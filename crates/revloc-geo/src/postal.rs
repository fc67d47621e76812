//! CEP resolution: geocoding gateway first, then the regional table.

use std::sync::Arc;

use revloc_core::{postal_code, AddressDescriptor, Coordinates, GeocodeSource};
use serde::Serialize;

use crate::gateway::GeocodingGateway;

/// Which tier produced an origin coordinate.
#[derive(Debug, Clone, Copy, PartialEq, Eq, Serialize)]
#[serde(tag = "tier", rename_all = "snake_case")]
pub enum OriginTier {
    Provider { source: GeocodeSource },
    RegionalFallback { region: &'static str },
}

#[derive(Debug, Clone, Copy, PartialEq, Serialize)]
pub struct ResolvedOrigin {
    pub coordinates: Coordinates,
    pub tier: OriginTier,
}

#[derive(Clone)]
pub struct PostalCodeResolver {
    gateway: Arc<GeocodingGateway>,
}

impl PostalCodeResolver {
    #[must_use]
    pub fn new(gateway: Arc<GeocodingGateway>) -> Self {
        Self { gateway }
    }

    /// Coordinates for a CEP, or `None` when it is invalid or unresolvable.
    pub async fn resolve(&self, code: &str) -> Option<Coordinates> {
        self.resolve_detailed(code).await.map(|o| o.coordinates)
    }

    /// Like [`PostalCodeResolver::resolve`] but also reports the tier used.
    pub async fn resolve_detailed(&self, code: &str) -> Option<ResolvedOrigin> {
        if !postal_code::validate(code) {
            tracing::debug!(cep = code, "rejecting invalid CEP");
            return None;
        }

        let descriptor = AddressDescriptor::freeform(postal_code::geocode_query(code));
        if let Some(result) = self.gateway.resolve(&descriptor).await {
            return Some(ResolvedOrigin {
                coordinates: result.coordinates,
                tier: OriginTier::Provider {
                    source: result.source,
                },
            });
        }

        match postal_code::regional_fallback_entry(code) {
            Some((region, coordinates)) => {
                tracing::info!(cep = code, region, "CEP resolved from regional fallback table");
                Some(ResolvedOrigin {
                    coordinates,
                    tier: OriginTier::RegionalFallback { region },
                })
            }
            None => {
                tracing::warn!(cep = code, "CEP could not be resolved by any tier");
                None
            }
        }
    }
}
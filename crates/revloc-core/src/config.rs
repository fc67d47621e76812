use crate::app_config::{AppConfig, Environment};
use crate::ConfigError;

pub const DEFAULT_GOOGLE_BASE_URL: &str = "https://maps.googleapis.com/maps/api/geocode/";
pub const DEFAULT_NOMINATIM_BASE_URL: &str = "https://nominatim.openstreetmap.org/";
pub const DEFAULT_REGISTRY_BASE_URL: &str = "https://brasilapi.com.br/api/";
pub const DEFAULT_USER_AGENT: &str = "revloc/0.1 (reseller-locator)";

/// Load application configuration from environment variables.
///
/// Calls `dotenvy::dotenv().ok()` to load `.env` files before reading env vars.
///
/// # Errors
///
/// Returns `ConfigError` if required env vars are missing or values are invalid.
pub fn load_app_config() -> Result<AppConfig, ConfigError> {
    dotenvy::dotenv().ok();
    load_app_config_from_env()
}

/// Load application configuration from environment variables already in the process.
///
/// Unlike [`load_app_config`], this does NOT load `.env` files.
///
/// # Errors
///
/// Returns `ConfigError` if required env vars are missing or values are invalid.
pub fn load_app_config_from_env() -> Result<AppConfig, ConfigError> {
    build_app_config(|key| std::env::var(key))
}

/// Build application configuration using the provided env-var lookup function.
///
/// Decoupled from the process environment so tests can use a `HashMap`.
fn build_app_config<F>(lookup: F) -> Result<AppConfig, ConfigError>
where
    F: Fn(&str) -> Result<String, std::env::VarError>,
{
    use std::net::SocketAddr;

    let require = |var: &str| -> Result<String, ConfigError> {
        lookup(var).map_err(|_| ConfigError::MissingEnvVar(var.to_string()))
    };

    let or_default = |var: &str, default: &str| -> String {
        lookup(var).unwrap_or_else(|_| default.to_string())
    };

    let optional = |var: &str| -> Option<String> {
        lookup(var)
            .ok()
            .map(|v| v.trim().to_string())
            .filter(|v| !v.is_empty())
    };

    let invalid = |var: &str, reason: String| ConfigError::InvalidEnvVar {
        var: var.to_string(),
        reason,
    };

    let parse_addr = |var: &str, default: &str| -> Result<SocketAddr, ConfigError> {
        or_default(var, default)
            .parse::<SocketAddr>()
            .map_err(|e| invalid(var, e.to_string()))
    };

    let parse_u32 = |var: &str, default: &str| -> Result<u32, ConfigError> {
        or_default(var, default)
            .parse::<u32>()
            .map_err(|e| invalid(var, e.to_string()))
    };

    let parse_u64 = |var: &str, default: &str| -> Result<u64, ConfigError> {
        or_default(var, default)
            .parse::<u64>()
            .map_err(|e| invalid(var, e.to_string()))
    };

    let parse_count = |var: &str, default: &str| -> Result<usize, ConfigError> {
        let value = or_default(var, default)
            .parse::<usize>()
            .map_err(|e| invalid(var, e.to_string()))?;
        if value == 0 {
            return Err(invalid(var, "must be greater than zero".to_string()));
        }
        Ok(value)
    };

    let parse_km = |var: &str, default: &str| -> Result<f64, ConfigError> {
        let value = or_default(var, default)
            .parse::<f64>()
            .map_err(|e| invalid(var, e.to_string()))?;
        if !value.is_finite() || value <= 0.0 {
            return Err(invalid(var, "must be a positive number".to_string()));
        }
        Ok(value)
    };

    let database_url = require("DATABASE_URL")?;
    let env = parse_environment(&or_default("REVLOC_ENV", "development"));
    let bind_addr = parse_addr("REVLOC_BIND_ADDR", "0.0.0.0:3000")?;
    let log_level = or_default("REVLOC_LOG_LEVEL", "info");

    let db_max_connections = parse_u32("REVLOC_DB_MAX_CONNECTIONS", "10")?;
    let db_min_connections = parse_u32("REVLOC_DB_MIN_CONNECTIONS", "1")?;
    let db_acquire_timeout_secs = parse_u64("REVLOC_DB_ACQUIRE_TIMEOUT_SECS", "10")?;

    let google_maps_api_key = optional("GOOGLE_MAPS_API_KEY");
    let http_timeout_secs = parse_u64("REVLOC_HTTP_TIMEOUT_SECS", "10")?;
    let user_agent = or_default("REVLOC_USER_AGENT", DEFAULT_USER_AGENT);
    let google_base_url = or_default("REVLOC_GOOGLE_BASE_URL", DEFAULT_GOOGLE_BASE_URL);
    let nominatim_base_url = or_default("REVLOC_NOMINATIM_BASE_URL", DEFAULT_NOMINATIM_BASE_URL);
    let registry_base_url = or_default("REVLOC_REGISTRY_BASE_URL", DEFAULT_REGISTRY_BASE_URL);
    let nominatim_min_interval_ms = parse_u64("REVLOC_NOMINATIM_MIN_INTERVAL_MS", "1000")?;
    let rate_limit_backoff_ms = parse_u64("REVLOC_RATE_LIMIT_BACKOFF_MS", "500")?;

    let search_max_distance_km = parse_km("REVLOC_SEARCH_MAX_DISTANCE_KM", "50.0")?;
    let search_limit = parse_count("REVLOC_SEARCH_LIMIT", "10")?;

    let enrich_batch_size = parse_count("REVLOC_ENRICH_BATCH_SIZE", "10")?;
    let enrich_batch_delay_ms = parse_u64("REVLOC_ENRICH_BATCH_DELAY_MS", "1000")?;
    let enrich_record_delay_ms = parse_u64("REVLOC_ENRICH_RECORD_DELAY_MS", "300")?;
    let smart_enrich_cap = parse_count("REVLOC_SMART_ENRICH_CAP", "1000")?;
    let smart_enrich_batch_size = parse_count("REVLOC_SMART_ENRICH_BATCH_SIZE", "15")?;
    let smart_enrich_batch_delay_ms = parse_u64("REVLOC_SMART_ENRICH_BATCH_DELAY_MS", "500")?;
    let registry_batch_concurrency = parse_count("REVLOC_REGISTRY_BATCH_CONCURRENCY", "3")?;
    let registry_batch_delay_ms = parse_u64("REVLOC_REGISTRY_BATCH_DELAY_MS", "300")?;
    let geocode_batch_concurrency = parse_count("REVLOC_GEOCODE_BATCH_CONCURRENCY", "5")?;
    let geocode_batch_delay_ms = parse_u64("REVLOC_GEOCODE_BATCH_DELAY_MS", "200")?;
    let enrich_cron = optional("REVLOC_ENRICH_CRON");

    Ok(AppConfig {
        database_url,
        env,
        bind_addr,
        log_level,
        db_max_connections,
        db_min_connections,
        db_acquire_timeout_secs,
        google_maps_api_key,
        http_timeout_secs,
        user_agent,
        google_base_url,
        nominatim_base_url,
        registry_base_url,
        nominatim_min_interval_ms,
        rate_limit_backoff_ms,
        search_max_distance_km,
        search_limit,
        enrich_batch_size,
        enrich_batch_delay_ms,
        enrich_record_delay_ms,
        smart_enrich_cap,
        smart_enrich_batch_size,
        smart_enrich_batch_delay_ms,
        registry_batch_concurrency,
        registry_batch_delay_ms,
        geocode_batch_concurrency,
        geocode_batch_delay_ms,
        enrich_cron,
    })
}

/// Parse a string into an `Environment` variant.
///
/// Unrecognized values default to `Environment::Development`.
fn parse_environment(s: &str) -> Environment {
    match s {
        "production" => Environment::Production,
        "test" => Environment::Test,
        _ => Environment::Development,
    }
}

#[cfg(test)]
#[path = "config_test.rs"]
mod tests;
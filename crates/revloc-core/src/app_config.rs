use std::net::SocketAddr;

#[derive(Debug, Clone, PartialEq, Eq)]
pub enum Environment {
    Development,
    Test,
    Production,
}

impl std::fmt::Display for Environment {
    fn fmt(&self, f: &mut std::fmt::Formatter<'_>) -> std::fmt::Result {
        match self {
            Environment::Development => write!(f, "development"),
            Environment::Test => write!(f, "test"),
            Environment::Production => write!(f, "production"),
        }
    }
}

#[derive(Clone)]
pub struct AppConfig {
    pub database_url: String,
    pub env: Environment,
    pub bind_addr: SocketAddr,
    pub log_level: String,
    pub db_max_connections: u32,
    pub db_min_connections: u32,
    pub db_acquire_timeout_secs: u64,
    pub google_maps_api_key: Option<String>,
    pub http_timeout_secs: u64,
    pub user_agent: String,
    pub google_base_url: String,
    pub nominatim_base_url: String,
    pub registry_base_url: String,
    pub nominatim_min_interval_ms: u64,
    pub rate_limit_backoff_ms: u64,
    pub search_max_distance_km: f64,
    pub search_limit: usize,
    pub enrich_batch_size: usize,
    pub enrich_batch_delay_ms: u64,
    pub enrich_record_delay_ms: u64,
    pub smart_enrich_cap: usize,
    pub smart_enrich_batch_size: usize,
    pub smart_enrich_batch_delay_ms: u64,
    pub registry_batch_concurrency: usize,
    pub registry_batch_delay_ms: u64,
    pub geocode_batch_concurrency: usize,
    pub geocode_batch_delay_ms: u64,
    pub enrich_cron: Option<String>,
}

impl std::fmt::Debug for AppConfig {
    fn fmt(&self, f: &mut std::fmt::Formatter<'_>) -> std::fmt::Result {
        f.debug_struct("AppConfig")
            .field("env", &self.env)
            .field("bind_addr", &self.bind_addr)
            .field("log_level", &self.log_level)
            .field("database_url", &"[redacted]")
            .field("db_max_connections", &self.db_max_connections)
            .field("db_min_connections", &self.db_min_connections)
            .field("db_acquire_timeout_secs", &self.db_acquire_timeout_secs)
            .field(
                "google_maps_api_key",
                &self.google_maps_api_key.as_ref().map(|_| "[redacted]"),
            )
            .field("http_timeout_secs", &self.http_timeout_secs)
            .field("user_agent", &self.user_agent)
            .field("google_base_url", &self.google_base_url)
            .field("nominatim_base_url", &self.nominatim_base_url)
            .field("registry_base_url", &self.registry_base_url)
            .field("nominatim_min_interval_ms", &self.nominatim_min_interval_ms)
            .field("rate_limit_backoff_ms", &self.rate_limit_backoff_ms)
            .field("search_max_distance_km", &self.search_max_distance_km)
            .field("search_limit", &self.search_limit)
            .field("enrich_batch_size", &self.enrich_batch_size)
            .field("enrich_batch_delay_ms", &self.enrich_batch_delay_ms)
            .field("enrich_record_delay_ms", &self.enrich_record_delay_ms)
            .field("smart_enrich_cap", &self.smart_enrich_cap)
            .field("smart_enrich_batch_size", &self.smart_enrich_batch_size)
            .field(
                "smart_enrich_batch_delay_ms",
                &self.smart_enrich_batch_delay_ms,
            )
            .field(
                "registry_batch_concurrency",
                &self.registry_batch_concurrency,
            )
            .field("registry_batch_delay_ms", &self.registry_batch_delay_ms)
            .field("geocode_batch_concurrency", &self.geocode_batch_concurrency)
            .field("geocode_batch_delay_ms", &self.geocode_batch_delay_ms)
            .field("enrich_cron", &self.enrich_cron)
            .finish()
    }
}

• • • • • • •

▶ [Task details]:
Using the entries above, say how many lines include the word "Copy", with no other output.

▶ [Solution to the problem]:
2